Let's take a quick look at the year gone by. I think you'll see what I mean.
In the U.S., voters in Washington state approved the grotesquely named "Death with Dignity Act," which will allow physicians to prescribe lethal doses of drugs to their terminally ill patients. Washington joins Oregon as the only states (for now) that have legalized assisted suicide. Two down, 48 to go.
Of course there was other significant news in the other Washington, Washington, DC, where the new administration began to set up shop in the White House—an administration that promised during the campaign to enact the "Freedom of Choice Act," or FOCA.
FOCA will, in essence, eliminate most restrictions on abortion. Parental notification, informed consent, conscientious objection on behalf of healthcare providers, restrictions on late-term abortions, could well be things of the past. Not for nothing did the Catholic Bishops describe FOCA as "the most radical and extreme abortion legislation ever considered in the United States."
And, of course, the new administration will do all that it can to promote the use of human embryos for stem cell research.

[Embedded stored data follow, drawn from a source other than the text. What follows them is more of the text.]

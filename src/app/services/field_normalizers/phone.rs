//! Phone number normalization
//!
//! Two variants share the digit extraction. The strict form used by the
//! `normalize-phones` stage only accepts 10-digit results; the lenient form
//! used for duplicate detection keeps whatever digits remain.

use crate::app::models::Dataset;
use crate::constants::{PHONE_DIGITS, PHONE_DIGITS_WITH_COUNTRY_CODE};
use once_cell::sync::Lazy;
use regex::Regex;
use tracing::info;

use super::{NormalizerStats, normalize_columns};

/// Anything but an ASCII digit
static NON_DIGIT: Lazy<Regex> = Lazy::new(|| Regex::new(r"[^0-9]").expect("valid pattern"));

/// Strip non-digits and drop a leading US country code
pub fn normalize_phone_for_dedup(value: &str) -> String {
    let digits = NON_DIGIT.replace_all(value, "");
    match digits.strip_prefix('1') {
        Some(rest) if digits.len() == PHONE_DIGITS_WITH_COUNTRY_CODE => rest.to_string(),
        _ => digits.into_owned(),
    }
}

/// Normalize to exactly ten digits, or return an empty string
pub fn normalize_phone(value: &str) -> String {
    let digits = normalize_phone_for_dedup(value);
    if digits.len() == PHONE_DIGITS {
        digits
    } else {
        String::new()
    }
}

/// Strictly normalize the phone column of every row
pub fn normalize_phones(dataset: &Dataset, column: usize) -> (Dataset, NormalizerStats) {
    let (cleaned, stats) = normalize_columns(dataset, &[column], normalize_phone);
    info!(
        "Phone normalization complete: {} reformatted, {} invalid numbers cleared",
        stats.altered, stats.blanked
    );
    (cleaned, stats)
}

On the other side of the pond, legislators in the small nation of Luxembourg decided that the "right to death" was so important, that they stripped Grand Duke Henri of his constitutional right to veto legislation. Why? Because he dared to oppose a new euthanasia law. Well, I guess that's better than what Europeans used to do when they didn't like their monarch.
But it's not enough that individuals can now legally find ways to kill themselves. No, now people can share their final moments with millions of onlookers. Britain's Sky Network aired a documentary that showed the final minutes of the life of Craig Ewert, an American who suffered from Lou Gehrig's disease. Ewert paid the Swiss assisted suicide group Dignitas 3,000 pounds to help him die. He had to travel to the little Alpine nation because Switzerland is the only country that opens the maw of death—excuse me—that opens its arms to foreigners who want to kill themselves.
And then there's the horrible case of the 19-year-old Florida man who committed suicide while some 1,500 viewers watched online. The video spread all over the Web like wildfire.
Is this where we've really come to? When in the course of human events have so many made death their reason for living?
As Scripture says, God has set before us life and death. And our culture is choosing death.
As we begin 2009, the Church must renew its commitment to protecting the life and true dignity of every human—from natural conception until natural death.
But despite the euphemisms of euthanasia law and suicide organizations, true human dignity is not found in death (except in cases of great self-sacrifice). It is found in life! And in Him who is the author of all life.